Work required:
With both ends included, repeat exactly the lines of the entries below from the one containing "Magnitude of the" down to the one containing "pub fn validate(&self)", and no others.
::: Dataset excerpts
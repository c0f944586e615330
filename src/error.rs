//! Unified error types for the actuator firmware.
//!
//! A single `Error` enum that every subsystem can convert into, keeping the
//! command layer's error handling uniform.  All variants are `Copy` so they
//! can be passed through the service and event sink without allocation.

use core::fmt;

use crate::config::ConfigError;

// ---------------------------------------------------------------------------
// Top-level firmware error
// ---------------------------------------------------------------------------

/// Every fallible operation in the firmware funnels into this type.
#[derive(Debug, Clone, Copy, PartialEq, Eq)]
pub enum Error {
    /// An actuator command was ignored.
    Actuator(ActuatorError),
    /// An inbound command could not be understood.
    Command(CommandError),
    /// Configuration is invalid.
    Config(ConfigError),
}

impl fmt::Display for Error {
    fn fmt(&self, f: &mut fmt::Formatter<'_>) -> fmt::Result {
        match self {
            Self::Actuator(e) => write!(f, "actuator: {e}"),
            Self::Command(e) => write!(f, "command: {e}"),
            Self::Config(e) => write!(f, "config: {e}"),
        }
    }
}

impl std::error::Error for Error {}

impl From<ConfigError> for Error {
    fn from(e: ConfigError) -> Self {
        Self::Config(e)
    }
}

// ---------------------------------------------------------------------------
// Actuator errors
// ---------------------------------------------------------------------------

/// Why an actuator command was ignored.
///
/// None of these are fatal: the controller keeps its previous state and the
/// caller may simply issue a new command.
#[derive(Debug, Clone, Copy, PartialEq, Eq)]
pub enum ActuatorError {
    /// A mutator was called before `begin()` succeeded.
    NotInitialized,
    /// LEDC timer/channel configuration failed during `begin()`.
    PwmConfigFailed,
    /// PWM duty-cycle write (or signal start/stop) failed.
    PwmWriteFailed,
    /// GPIO set failed.
    GpioWriteFailed,
}

impl fmt::Display for ActuatorError {
    fn fmt(&self, f: &mut fmt::Formatter<'_>) -> fmt::Result {
        match self {
            Self::NotInitialized => write!(f, "not initialized"),
            Self::PwmConfigFailed => write!(f, "PWM configuration failed"),
            Self::PwmWriteFailed => write!(f, "PWM write failed"),
            Self::GpioWriteFailed => write!(f, "GPIO write failed"),
        }
    }
}

impl From<ActuatorError> for Error {
    fn from(e: ActuatorError) -> Self {
        Self::Actuator(e)
    }
}

// ---------------------------------------------------------------------------
// Command errors
// ---------------------------------------------------------------------------

#[derive(Debug, Clone, Copy, PartialEq, Eq)]
pub enum CommandError {
    /// Motor action keyword was not one of `stop`, `enable`, `disable`.
    UnknownAction,
    /// A required query parameter was absent.
    MissingParameter(&'static str),
    /// A numeric parameter did not parse as an integer.
    InvalidNumber(&'static str),
    /// No command is routed at this path.
    UnknownPath,
}

impl fmt::Display for CommandError {
    fn fmt(&self, f: &mut fmt::Formatter<'_>) -> fmt::Result {
        match self {
            Self::UnknownAction => write!(f, "unknown action"),
            Self::MissingParameter(name) => write!(f, "missing parameter '{name}'"),
            Self::InvalidNumber(name) => write!(f, "parameter '{name}' is not an integer"),
            Self::UnknownPath => write!(f, "not found"),
        }
    }
}

impl From<CommandError> for Error {
    fn from(e: CommandError) -> Self {
        Self::Command(e)
    }
}

// ---------------------------------------------------------------------------
// Convenience Result alias
// ---------------------------------------------------------------------------

/// Firmware-wide `Result` alias.
pub type Result<T> = core::result::Result<T, Error>;
//! Adapters: concrete implementations at the edge of the hexagon.
//!
//! | Adapter     | Implements / serves   | Connects to             |
//! |-------------|-----------------------|-------------------------|
//! | `http`      | command + telemetry   | ESP-IDF HTTP server     |
//! | `log_sink`  | EventSink             | Serial log output       |
//! | `wifi`      | station bring-up      | ESP-IDF WiFi STA        |

pub mod http;
pub mod log_sink;
pub mod wifi;
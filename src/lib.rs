//! Actuator node firmware library.
//!
//! Exposes the servo and DC-motor controllers, their service, and the
//! command/telemetry adapters for integration testing. All ESP-IDF-specific
//! code is guarded by `#[cfg(target_os = "espidf")]` within each module.

#![deny(unused_must_use)]

pub mod adapters;
pub mod app;
pub mod config;
pub mod drivers;
pub mod error;
pub mod pins;
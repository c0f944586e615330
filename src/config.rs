//! System configuration parameters
//!
//! All tunable parameters for the actuator node: PWM channel setup, servo
//! pulse-width mapping, motor speed range, and the network surface.
//! Defaults reproduce the board wiring in [`crate::pins`].

use core::fmt;

use serde::{Deserialize, Serialize};

use crate::pins;

/// Highest LEDC timer resolution supported by the ESP32.
pub const MAX_RESOLUTION_BITS: u8 = 20;

/// Largest accepted `MotorConfig::max_speed`.
pub const MAX_MOTOR_SPEED: u16 = 255;

// ───────────────────────────────────────────────────────────────
// PWM channel
// ───────────────────────────────────────────────────────────────

/// One hardware PWM output.  Frequency and resolution are fixed once the
/// channel is configured.
#[derive(Debug, Clone, Copy, PartialEq, Eq, Serialize, Deserialize)]
pub struct PwmConfig {
    /// GPIO carrying the PWM signal
    pub pin: i32,
    /// LEDC channel number
    pub channel: u32,
    /// Carrier frequency (Hz)
    pub frequency_hz: u32,
    /// Duty resolution (bits)
    pub resolution_bits: u8,
}

impl PwmConfig {
    /// Signal period in microseconds (truncating).
    pub fn period_us(&self) -> u32 {
        1_000_000 / self.frequency_hz.max(1)
    }

    /// Largest duty value the channel accepts: `2^resolution − 1`.
    pub fn max_duty(&self) -> u32 {
        let bits = u32::from(self.resolution_bits.min(31));
        (1u32 << bits) - 1
    }

    /// Convert a high-time in microseconds to a duty value.
    ///
    /// `duty = us × max_duty / period`, truncated.  Pulses at or beyond the
    /// full period saturate at [`max_duty`](Self::max_duty).
    pub fn us_to_duty(&self, us: u32) -> u32 {
        let period = u64::from(self.period_us().max(1));
        let duty = u64::from(us) * u64::from(self.max_duty()) / period;
        duty.min(u64::from(self.max_duty())) as u32
    }
}

// ───────────────────────────────────────────────────────────────
// Servo
// ───────────────────────────────────────────────────────────────

#[derive(Debug, Clone, Copy, PartialEq, Eq, Serialize, Deserialize)]
pub struct ServoConfig {
    pub pwm: PwmConfig,
    /// Lowest commandable angle (degrees)
    pub min_angle: u8,
    /// Highest commandable angle (degrees)
    pub max_angle: u8,
    /// Angle commanded by `begin()` and `center()`
    pub center_angle: u8,
    /// Pulse width at `min_angle` (µs)
    pub min_pulse_us: u32,
    /// Pulse width at `max_angle` (µs)
    pub max_pulse_us: u32,
    /// Wait after configuring the channel before the first write (ms)
    pub attach_delay_ms: u32,
    /// Mechanical settle time after centering in `begin()` (ms)
    pub settle_ms: u32,
}

impl ServoConfig {
    /// Linear angle → pulse-width mapping, truncating.
    ///
    /// `angle` is expected to be already clamped to
    /// `[min_angle, max_angle]`; values outside are clamped here as well.
    pub fn angle_to_us(&self, angle: u8) -> u32 {
        if self.max_angle <= self.min_angle {
            return self.min_pulse_us;
        }
        let angle = angle.clamp(self.min_angle, self.max_angle);
        let span_deg = u32::from(self.max_angle - self.min_angle);
        let span_us = self.max_pulse_us.saturating_sub(self.min_pulse_us);
        self.min_pulse_us + u32::from(angle - self.min_angle) * span_us / span_deg
    }

    /// Duty value for a given angle on this servo's channel.
    pub fn angle_to_duty(&self, angle: u8) -> u32 {
        self.pwm.us_to_duty(self.angle_to_us(angle))
    }
}

impl Default for ServoConfig {
    fn default() -> Self {
        Self {
            pwm: PwmConfig {
                pin: pins::SERVO_PWM_GPIO,
                channel: pins::SERVO_LEDC_CHANNEL,
                frequency_hz: pins::SERVO_PWM_FREQ_HZ,
                resolution_bits: pins::SERVO_PWM_RESOLUTION_BITS,
            },
            min_angle: 0,
            max_angle: 180,
            center_angle: 90,
            min_pulse_us: 1000,
            max_pulse_us: 2000,
            attach_delay_ms: 50,
            settle_ms: 500,
        }
    }
}

// ───────────────────────────────────────────────────────────────
// DC motor
// ───────────────────────────────────────────────────────────────

#[derive(Debug, Clone, Copy, PartialEq, Eq, Serialize, Deserialize)]
pub struct MotorConfig {
    pub pwm: PwmConfig,
    /// H-bridge standby (enable) line
    pub standby_pin: i32,
    /// H-bridge direction line IN1
    pub in1_pin: i32,
    /// H-bridge direction line IN2
    pub in2_pin: i32,
    /// Magnitude of the signed speed range `[-max_speed, max_speed]`
    pub max_speed: u16,
}

impl MotorConfig {
    /// Duty value for a (clamped) signed speed.
    ///
    /// `|speed| × max_duty / max_speed`; with the default 8-bit channel and
    /// `max_speed = 255` the duty equals the magnitude.
    pub fn speed_to_duty(&self, speed: i16) -> u32 {
        let magnitude = u32::from(speed.unsigned_abs()).min(u32::from(self.max_speed));
        let max_speed = u32::from(self.max_speed).max(1);
        (u64::from(magnitude) * u64::from(self.pwm.max_duty()) / u64::from(max_speed)) as u32
    }
}

impl Default for MotorConfig {
    fn default() -> Self {
        Self {
            pwm: PwmConfig {
                pin: pins::MOTOR_PWM_GPIO,
                channel: pins::MOTOR_LEDC_CHANNEL,
                frequency_hz: pins::MOTOR_PWM_FREQ_HZ,
                resolution_bits: pins::MOTOR_PWM_RESOLUTION_BITS,
            },
            standby_pin: pins::MOTOR_STANDBY_GPIO,
            in1_pin: pins::MOTOR_IN1_GPIO,
            in2_pin: pins::MOTOR_IN2_GPIO,
            max_speed: 255,
        }
    }
}

// ───────────────────────────────────────────────────────────────
// System
// ───────────────────────────────────────────────────────────────

/// Core system configuration
#[derive(Debug, Clone, PartialEq, Eq, Serialize, Deserialize)]
pub struct SystemConfig {
    pub servo: ServoConfig,
    pub motor: MotorConfig,

    // --- Network ---
    /// HTTP command/telemetry server port
    pub http_port: u16,
    /// Station association attempts before giving up
    pub wifi_connect_attempts: u32,
    /// Delay between association polls (milliseconds)
    pub wifi_retry_delay_ms: u32,
}

impl Default for SystemConfig {
    fn default() -> Self {
        Self {
            servo: ServoConfig::default(),
            motor: MotorConfig::default(),
            http_port: 80,
            wifi_connect_attempts: 20,
            wifi_retry_delay_ms: 500,
        }
    }
}

impl SystemConfig {
    /// Reject impossible parameters.  Invalid ranges are never silently
    /// clamped.
    pub fn validate(&self) -> Result<(), ConfigError> {
        validate_pwm(&self.servo.pwm)?;
        validate_pwm(&self.motor.pwm)?;

        let s = &self.servo;
        if s.min_angle >= s.max_angle {
            return Err(ConfigError::ValidationFailed("servo.min_angle must be below max_angle"));
        }
        if !(s.min_angle..=s.max_angle).contains(&s.center_angle) {
            return Err(ConfigError::ValidationFailed("servo.center_angle outside angle range"));
        }
        if s.min_pulse_us >= s.max_pulse_us {
            return Err(ConfigError::ValidationFailed("servo.min_pulse_us must be below max_pulse_us"));
        }
        if s.max_pulse_us > s.pwm.period_us() {
            return Err(ConfigError::ValidationFailed("servo.max_pulse_us exceeds PWM period"));
        }

        let m = &self.motor;
        if m.max_speed == 0 || m.max_speed > MAX_MOTOR_SPEED {
            return Err(ConfigError::ValidationFailed("motor.max_speed must be 1-255"));
        }

        if self.http_port == 0 {
            return Err(ConfigError::ValidationFailed("http_port must be non-zero"));
        }
        Ok(())
    }
}

fn validate_pwm(pwm: &PwmConfig) -> Result<(), ConfigError> {
    if pwm.frequency_hz == 0 {
        return Err(ConfigError::ValidationFailed("pwm.frequency_hz must be non-zero"));
    }
    if pwm.resolution_bits == 0 || pwm.resolution_bits > MAX_RESOLUTION_BITS {
        return Err(ConfigError::ValidationFailed("pwm.resolution_bits must be 1-20"));
    }
    Ok(())
}

// ───────────────────────────────────────────────────────────────
// Error type
// ───────────────────────────────────────────────────────────────

#[derive(Debug, Clone, Copy, PartialEq, Eq)]
pub enum ConfigError {
    /// A config field failed range validation.
    /// The `&'static str` describes which field and why.
    ValidationFailed(&'static str),
}

impl fmt::Display for ConfigError {
    fn fmt(&self, f: &mut fmt::Formatter<'_>) -> fmt::Result {
        match self {
            Self::ValidationFailed(msg) => write!(f, "validation failed: {}", msg),
        }
    }
}
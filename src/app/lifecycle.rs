//! Controller lifecycle.
//!
//! ```text
//!   Uninitialized ──begin() ok──▶ Ready ──┐
//!        ▲    │                     ▲     │ begin() again
//!        └────┘ begin() failed      └─────┘
//! ```
//!
//! There is no terminal state.  Every mutator goes through
//! [`Lifecycle::ensure_ready`] first, so the "no-op before `begin()`" rule
//! lives in one place.

use log::error;

use crate::error::ActuatorError;

#[derive(Debug, Clone, Copy, PartialEq, Eq, Default)]
pub enum Lifecycle {
    #[default]
    Uninitialized,
    Ready,
}

impl Lifecycle {
    pub fn is_ready(self) -> bool {
        self == Self::Ready
    }

    /// Gate a mutator.  Logs and returns [`ActuatorError::NotInitialized`]
    /// while uninitialized; the caller must then perform no hardware write.
    pub fn ensure_ready(self, device: &str, op: &str) -> Result<(), ActuatorError> {
        match self {
            Self::Ready => Ok(()),
            Self::Uninitialized => {
                error!("{}: {} ignored, not initialized", device, op);
                Err(ActuatorError::NotInitialized)
            }
        }
    }
}
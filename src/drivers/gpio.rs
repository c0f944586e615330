//! Push-pull GPIO output line (H-bridge direction and standby pins).

#[cfg(target_os = "espidf")]
use esp_idf_svc::sys::*;

use embedded_hal::digital::{ErrorType, OutputPin};

use super::HwError;

pub struct GpioOutput {
    pin: i32,
    high: bool,
}

impl GpioOutput {
    /// Configure `pin` as an output, driven low.
    #[cfg(target_os = "espidf")]
    pub fn new(pin: i32) -> Result<Self, HwError> {
        // SAFETY: called once per pin from main() during bring-up; the
        // returned handle is the pin's only owner.
        unsafe {
            super::check(gpio_reset_pin(pin), HwError::GpioConfig)?;
            super::check(
                gpio_set_direction(pin, gpio_mode_t_GPIO_MODE_OUTPUT),
                HwError::GpioConfig,
            )?;
            super::check(gpio_set_level(pin, 0), HwError::GpioWrite)?;
        }
        Ok(Self { pin, high: false })
    }

    #[cfg(not(target_os = "espidf"))]
    pub fn new(pin: i32) -> Result<Self, HwError> {
        log::info!("gpio(sim): GPIO {} as output", pin);
        Ok(Self { pin, high: false })
    }

    pub fn pin(&self) -> i32 {
        self.pin
    }

    /// Last level written.
    pub fn is_high(&self) -> bool {
        self.high
    }

    #[cfg(target_os = "espidf")]
    fn platform_write(&mut self, high: bool) -> Result<(), HwError> {
        // SAFETY: pin configured as output in new(); exclusively owned.
        super::check(unsafe { gpio_set_level(self.pin, u32::from(high)) }, HwError::GpioWrite)
    }

    #[cfg(not(target_os = "espidf"))]
    fn platform_write(&mut self, _high: bool) -> Result<(), HwError> {
        Ok(())
    }
}

impl ErrorType for GpioOutput {
    type Error = HwError;
}

impl OutputPin for GpioOutput {
    fn set_low(&mut self) -> Result<(), HwError> {
        self.platform_write(false)?;
        self.high = false;
        Ok(())
    }

    fn set_high(&mut self) -> Result<(), HwError> {
        self.platform_write(true)?;
        self.high = true;
        Ok(())
    }
}
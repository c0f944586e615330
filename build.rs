fn main() {
    // Host builds (tests, fuzzing) have no ESP-IDF toolchain to export.
    #[cfg(feature = "espidf")]
    embuild::espidf::sysenv::output();
}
::::::
Exercise output:
    /// Magnitude of the signed speed range `[-max_speed, max_speed]`
    pub max_speed: u16,
}

impl MotorConfig {
    /// Duty value for a (clamped) signed speed.
    ///
    /// `|speed| × max_duty / max_speed`; with the default 8-bit channel and
    /// `max_speed = 255` the duty equals the magnitude.
    pub fn speed_to_duty(&self, speed: i16) -> u32 {
        let magnitude = u32::from(speed.unsigned_abs()).min(u32::from(self.max_speed));
        let max_speed = u32::from(self.max_speed).max(1);
        (u64::from(magnitude) * u64::from(self.pwm.max_duty()) / u64::from(max_speed)) as u32
    }
}

impl Default for MotorConfig {
    fn default() -> Self {
        Self {
            pwm: PwmConfig {
                pin: pins::MOTOR_PWM_GPIO,
                channel: pins::MOTOR_LEDC_CHANNEL,
                frequency_hz: pins::MOTOR_PWM_FREQ_HZ,
                resolution_bits: pins::MOTOR_PWM_RESOLUTION_BITS,
            },
            standby_pin: pins::MOTOR_STANDBY_GPIO,
            in1_pin: pins::MOTOR_IN1_GPIO,
            in2_pin: pins::MOTOR_IN2_GPIO,
            max_speed: 255,
        }
    }
}

// ───────────────────────────────────────────────────────────────
// System
// ───────────────────────────────────────────────────────────────

/// Core system configuration
#[derive(Debug, Clone, PartialEq, Eq, Serialize, Deserialize)]
pub struct SystemConfig {
    pub servo: ServoConfig,
    pub motor: MotorConfig,

    // --- Network ---
    /// HTTP command/telemetry server port
    pub http_port: u16,
    /// Station association attempts before giving up
    pub wifi_connect_attempts: u32,
    /// Delay between association polls (milliseconds)
    pub wifi_retry_delay_ms: u32,
}

impl Default for SystemConfig {
    fn default() -> Self {
        Self {
            servo: ServoConfig::default(),
            motor: MotorConfig::default(),
            http_port: 80,
            wifi_connect_attempts: 20,
            wifi_retry_delay_ms: 500,
        }
    }
}

impl SystemConfig {
    /// Reject impossible parameters.  Invalid ranges are never silently
    /// clamped.
    pub fn validate(&self) -> Result<(), ConfigError> {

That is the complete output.